Back in Santa Barbara he would clean up his affairs. He would settle with Swanson how much he owed him and how he would pay it back, and then he would hitchhike down the coast to San Diego or Oceanside or one of the smaller beach towns and get some half-assed job to keep him in food and cigarettes. In time he would have a few friends. He would find a congenial bar somewhere, a place to talk and drink. And he would run on the beach. He would have an occasional girl and give his body sweet peace for a night or two. But that would be all. The friends and the girls, he would not let them into his life, not as he had Mo and Cutter. He would not love them.

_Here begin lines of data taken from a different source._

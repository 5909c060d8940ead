//! Vendor Convolution Kernel
//!
//! The generic library-backed path: lowers the convolution to im2col
//! followed by a matrix multiply, the way vendor libraries implement the
//! catch-all case. Handles every shape, grouping and precision, including
//! quantized weights, and is therefore the cascade's default.
//!
//! @version 0.1.0
//! @author `AutomataNexus` Development Team

use arborml_tensor::{Tensor, WeightBlock};

use crate::algorithm::ConvAlgorithm;
use crate::error::KernelResult;
use crate::meta::ConvMeta;
use crate::params::{ConvWeights, FusedConvParams};

use super::{
    apply_epilogue, bias_vector, check_dispatch, dequantize_weights, validate_common, ConvKernel,
};

/// Generic im2col + GEMM convolution strategy.
#[derive(Debug, Default)]
pub struct VendorConv;

impl ConvKernel for VendorConv {
    fn algorithm(&self) -> ConvAlgorithm {
        ConvAlgorithm::Vendor
    }

    fn init(&mut self, params: &FusedConvParams) -> KernelResult<()> {
        validate_common(self.algorithm(), params)
    }

    fn trans_weights(
        &self,
        _weights: &ConvWeights,
        _bias: &WeightBlock<f32>,
        _meta: &ConvMeta,
    ) -> KernelResult<()> {
        // consumes canonical OIHW order; participates in the exactly-once
        // protocol without touching data
        Ok(())
    }

    fn dispatch(
        &self,
        inputs: &[&Tensor<f32>],
        output: &Tensor<f32>,
        params: &FusedConvParams,
    ) -> KernelResult<()> {
        let dims = check_dispatch(inputs, output, params)?;
        let meta = &params.meta;

        let (weights, beta) = match &params.weights {
            ConvWeights::F32(block) => (block.device_tensor().to_vec(), 0.0),
            ConvWeights::I8(block) => (dequantize_weights(block, meta, false), params.beta),
        };
        let bias = bias_vector(params);
        let input = inputs[0].as_slice();

        let in_cg = meta.in_channels_per_group();
        let out_cg = meta.out_channels_per_group();
        let khw = meta.kernel_h * meta.kernel_w;
        let in_plane = dims.in_h * dims.in_w;
        let out_plane = dims.out_h * dims.out_w;
        let col_rows = in_cg * khw;

        let mut col = vec![0.0_f32; col_rows * out_plane];
        let mut out = output.as_slice_mut();

        for b in 0..dims.batch {
            for g in 0..meta.group {
                // im2col for this (batch, group)
                for icg in 0..in_cg {
                    let ic = g * in_cg + icg;
                    let i_base = (b * meta.in_channels + ic) * in_plane;
                    for kh in 0..meta.kernel_h {
                        for kw in 0..meta.kernel_w {
                            let row = (icg * khw + kh * meta.kernel_w + kw) * out_plane;
                            for oh in 0..dims.out_h {
                                let ih = (oh * meta.stride_h + kh * meta.dilation_h) as isize
                                    - meta.pad_h as isize;
                                for ow in 0..dims.out_w {
                                    let iw = (ow * meta.stride_w + kw * meta.dilation_w) as isize
                                        - meta.pad_w as isize;
                                    let v = if ih < 0
                                        || ih as usize >= dims.in_h
                                        || iw < 0
                                        || iw as usize >= dims.in_w
                                    {
                                        0.0
                                    } else {
                                        input[i_base + ih as usize * dims.in_w + iw as usize]
                                    };
                                    col[row + oh * dims.out_w + ow] = v;
                                }
                            }
                        }
                    }
                }

                // GEMM: (out_cg x col_rows) * (col_rows x out_plane)
                for ocg in 0..out_cg {
                    let oc = g * out_cg + ocg;
                    let w_row = oc * col_rows;
                    let o_base = (b * meta.out_channels + oc) * out_plane;
                    for p in 0..out_plane {
                        let mut acc = 0.0_f32;
                        for k in 0..col_rows {
                            acc += weights[w_row + k] * col[k * out_plane + p];
                        }
                        out[o_base + p] = params.alpha * acc + bias[oc] + beta;
                    }
                }
            }
        }

        let residual = inputs.get(1).map(|t| t.to_vec());
        apply_epilogue(params, &mut out, residual.as_deref())
    }
}

// =============================================================================
// Tests
// =============================================================================

#[cfg(test)]
mod tests {
    use super::*;
    use arborml_core::{Device, Precision};

    #[test]
    fn test_vendor_matches_reference() {
        let meta = ConvMeta {
            pad_h: 1,
            pad_w: 1,
            stride_h: 2,
            stride_w: 2,
            ..ConvMeta::simple(3, 2, 4)
        };
        let wshape = meta.weight_shape();
        let wlen: usize = wshape.iter().product();
        let wdata: Vec<f32> = (0..wlen).map(|v| (v as f32) * 0.1 - 0.5).collect();
        let weights = WeightBlock::from_vec(wdata.clone(), &wshape, Device::Cpu).unwrap();
        let bias = WeightBlock::from_vec(vec![0.1, 0.2, 0.3, 0.4], &[4], Device::Cpu).unwrap();
        let params = FusedConvParams::new(
            meta.clone(),
            ConvWeights::F32(weights),
            bias.clone(),
            Precision::Fp32,
        );

        let input = Tensor::from_vec((0..50).map(|v| v as f32 * 0.2).collect(), &[1, 2, 5, 5])
            .unwrap();
        let out_shape = meta.compute_output_shape(input.shape()).unwrap();
        let output = Tensor::<f32>::zeros(&out_shape);

        let mut kernel = VendorConv;
        kernel.init(&params).unwrap();
        kernel.dispatch(&[&input], &output, &params).unwrap();

        // reference computation through the shared OIHW routine
        let dims = check_dispatch(&[&input], &output, &params).unwrap();
        let mut expected = vec![0.0; output.numel()];
        super::super::conv2d_oihw(
            &input.to_vec(),
            &wdata,
            &bias_vector(&params),
            &meta,
            &dims,
            1.0,
            0.0,
            &mut expected,
        );
        for (got, want) in output.to_vec().iter().zip(expected.iter()) {
            assert!((got - want).abs() < 1e-4);
        }
    }

    #[test]
    fn test_vendor_accepts_int8() {
        let meta = ConvMeta::simple(1, 1, 2);
        let block = WeightBlock::from_vec(vec![2_i8, 4], &[2, 1, 1, 1], Device::Cpu).unwrap();
        block.set_scale(vec![0.5, 0.5]);
        block.sync_device().unwrap();
        let bias = WeightBlock::from_vec(vec![0.0, 0.0], &[2], Device::Cpu).unwrap();
        let mut params =
            FusedConvParams::new(meta, ConvWeights::I8(block), bias, Precision::Int8);
        params.beta = 0.25;

        let input = Tensor::from_vec(vec![3.0_f32], &[1, 1, 1, 1]).unwrap();
        let output = Tensor::<f32>::zeros(&[1, 2, 1, 1]);

        let mut kernel = VendorConv;
        kernel.init(&params).unwrap();
        kernel.dispatch(&[&input], &output, &params).unwrap();

        // 0.5*2*3 + beta, 0.5*4*3 + beta
        assert_eq!(output.to_vec(), vec![3.25, 6.25]);
    }
}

Within an hour he had crossed the state line into Oklahoma and was heading north on a country blacktop when he noticed the pickup truck in his rearview mirror. It was a late model, black, and seemed to be holding at about three hundred feet in back of him. To test it, he increased his speed to seventy but the pickup did not fall behind. And he began to feel a first faint breath of alarm. He accelerated even more for a few seconds and then thought better of it, slowing the car instead, easing it down to forty-five to see if the truck would do the same. But it did not. It rapidly came up behind him and pulled out to pass.
Relieved, Bone pushed in the car lighter and started to get a cigarette out of his pocket. At the same time he glanced out the window at the pickup as it was moving past and he saw two men in it, the driver mostly in silhouette, a squat, large-headed figure staring straight ahead, while the man next to him, his cool bull-rider eyes hidden behind sunglasses, swung a shotgun out of the window and held it there for just a moment before firing, just long enough for Bone to know.